Millet is a staple in much of the world, but in America it’s typically used as bird feed. That said, the grain is making a resurgence with humans who appreciate its high protein content and versatility. “It’s very mild and soft. It’s yellow. It’s very pretty,” says Asbell.
• Key nutrients: Millet is high in protein (about 6 grams per cooked cup) and gluten free.
• How to cook with it: Its mild flavor means you can cook millet in many ways, so feel free to use your imagination. Boil it with plenty of water and you’ll have an oatmeal-type porridge. Use less water and you’ll make pilaf. “It makes a wonderful polenta. It’s delicious and so much better for you” than traditional corn polenta, says Wood, whose favorite use of millet is alongside buckwheat in a breakfast waffle. “Why limit yourself to pasta and bread?” she asks. “Millet [and] all of these grains have such a venerable history.”
Though quinoa (pronounced KEEN-wah) was used centuries ago by the Incas and continues to be a staple of the South American diet, it only started gaining traction in the United States about three decades ago. Since then, the United Nations has praised the crop’s ample protein content, and Americans have fallen for its mild, nutty flavor and quick preparation. If you’ve yet to cultivate a fondness for ancient crops, try quinoa—a pseudocereal that’s a relative of Swiss chard and beets—which is a great gateway “grain.”

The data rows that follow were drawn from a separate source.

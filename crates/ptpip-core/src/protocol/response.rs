//! Response code parsing and matching.
//!
//! Every operation ends with a 16-bit response code. 0x2001 is success;
//! anything else is a device or protocol error carried back to the caller.

use std::fmt;

/// Response code returned by the device.
#[derive(Clone, Copy, PartialEq, Eq, Hash)]
pub struct ResponseCode(u16);

impl ResponseCode {
    pub const OK: Self = Self(0x2001);
    pub const GENERAL_ERROR: Self = Self(0x2002);
    pub const SESSION_NOT_OPEN: Self = Self(0x2003);
    pub const INVALID_TRANSACTION_ID: Self = Self(0x2004);
    pub const OPERATION_NOT_SUPPORTED: Self = Self(0x2005);
    pub const PARAMETER_NOT_SUPPORTED: Self = Self(0x2006);
    pub const INCOMPLETE_TRANSFER: Self = Self(0x2007);
    pub const DEVICE_PROP_NOT_SUPPORTED: Self = Self(0x200A);
    pub const DEVICE_BUSY: Self = Self(0x2019);
    pub const SESSION_ALREADY_OPEN: Self = Self(0x201E);

    pub const fn new(code: u16) -> Self {
        Self(code)
    }

    /// Raw value.
    pub const fn value(&self) -> u16 {
        self.0
    }

    /// Check for the success code.
    pub const fn is_ok(&self) -> bool {
        self.0 == Self::OK.0
    }

    /// Name of well-known codes.
    pub fn name(&self) -> Option<&'static str> {
        Some(match *self {
            Self::OK => "OK",
            Self::GENERAL_ERROR => "GeneralError",
            Self::SESSION_NOT_OPEN => "SessionNotOpen",
            Self::INVALID_TRANSACTION_ID => "InvalidTransactionID",
            Self::OPERATION_NOT_SUPPORTED => "OperationNotSupported",
            Self::PARAMETER_NOT_SUPPORTED => "ParameterNotSupported",
            Self::INCOMPLETE_TRANSFER => "IncompleteTransfer",
            Self::DEVICE_PROP_NOT_SUPPORTED => "DevicePropNotSupported",
            Self::DEVICE_BUSY => "DeviceBusy",
            Self::SESSION_ALREADY_OPEN => "SessionAlreadyOpen",
            _ => return None,
        })
    }
}

impl From<u16> for ResponseCode {
    fn from(code: u16) -> Self {
        Self(code)
    }
}

impl fmt::Debug for ResponseCode {
    fn fmt(&self, f: &mut fmt::Formatter<'_>) -> fmt::Result {
        write!(
            f,
            "ResponseCode(0x{:04X} '{}')",
            self.0,
            self.name().unwrap_or("?")
        )
    }
}

impl fmt::Display for ResponseCode {
    fn fmt(&self, f: &mut fmt::Formatter<'_>) -> fmt::Result {
        match self.name() {
            Some(name) => write!(f, "{} (0x{:04X})", name, self.0),
            None => write!(f, "0x{:04X}", self.0),
        }
    }
}

#[cfg(test)]
mod tests {
    use super::*;

    #[test]
    fn test_ok_code() {
        assert!(ResponseCode::new(0x2001).is_ok());
        assert!(!ResponseCode::GENERAL_ERROR.is_ok());
    }

    #[test]
    fn test_display() {
        assert_eq!(ResponseCode::DEVICE_BUSY.to_string(), "DeviceBusy (0x2019)");
        assert_eq!(ResponseCode::new(0xA001).to_string(), "0xA001");
    }
}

• Key nutrients: Quinoa packs about 8 grams of protein per cooked cup. And, because it contains all nine essential amino acids, it’s a complete protein. It’s also gluten free.
• How to cook with it: If you can whip up a bowl of rice, you can cook quinoa—it’s often eaten as a pilaf and cooks just as quickly. In the past, you’d have had to wash the grains under water before cooking to remove a bitter residue that surrounds each seed. But according to Wood and Asbell, most of the quinoa for sale today has been prewashed to avoid the inconvenient step. You can get creative by trying a recipe Asbell created, which substitutes quinoa for typical breadcrumbs: Dip shrimp in egg, coat with partially cooked quinoa, and bake. As an alternative to pilaf, look for quinoa flakes that you can add to hot cereal or use flakes to create homemade granola.
Many Ethiopians live off this grain, which they use as flour to create a traditional flatbread. The poppy seed–sized seeds are increasingly appearing stateside, thanks to their sweet flavor. “It’s incredibly rich, almost chocolate-like. It’s wonderfully complex,” says Wood, who uses teff flour in baking.
• Key nutrients: The grain is high in iron and contains 90 milligrams of calcium and nearly 10 grams of protein per cooked cup. Teff is a gluten-free grain.
• How to cook with it: The miniature grain’s chocolaty flavor is ideal for a cream-of-wheat-type porridge, which Asbell spikes with sweetener and fresh fruit. You can also use teff to create polenta, or sprinkle the raw seeds into baked goods as you would poppy seeds. Baking breads, muffins, and cakes with teff flour changes the flavor of foods that call for traditional wheat flour.
These grains may not all be available at your local supermarket, but you should be able to find most at natural foods stores or online (try Bob's Red Mill or Homegrown Harvest). Once you’ve purchased a grain—or two or three—you plan to try, make sure you properly store it. Asbell suggests keeping grains in a heavy Ziploc bag or sealed jar away from heat. Store them in your freezer or refrigerator to keep them fresh for up to a year.
Still not ready to create a dish made from one of these ancient staples? “Think of all of these grains like potatoes: You can do a thousand things with potatoes; it depends on how you want to eat them,” says Wood. “Think of them as a basic staple that can be used in an endless variety of ways. Eat them plain or embellish them; it’s up to you.”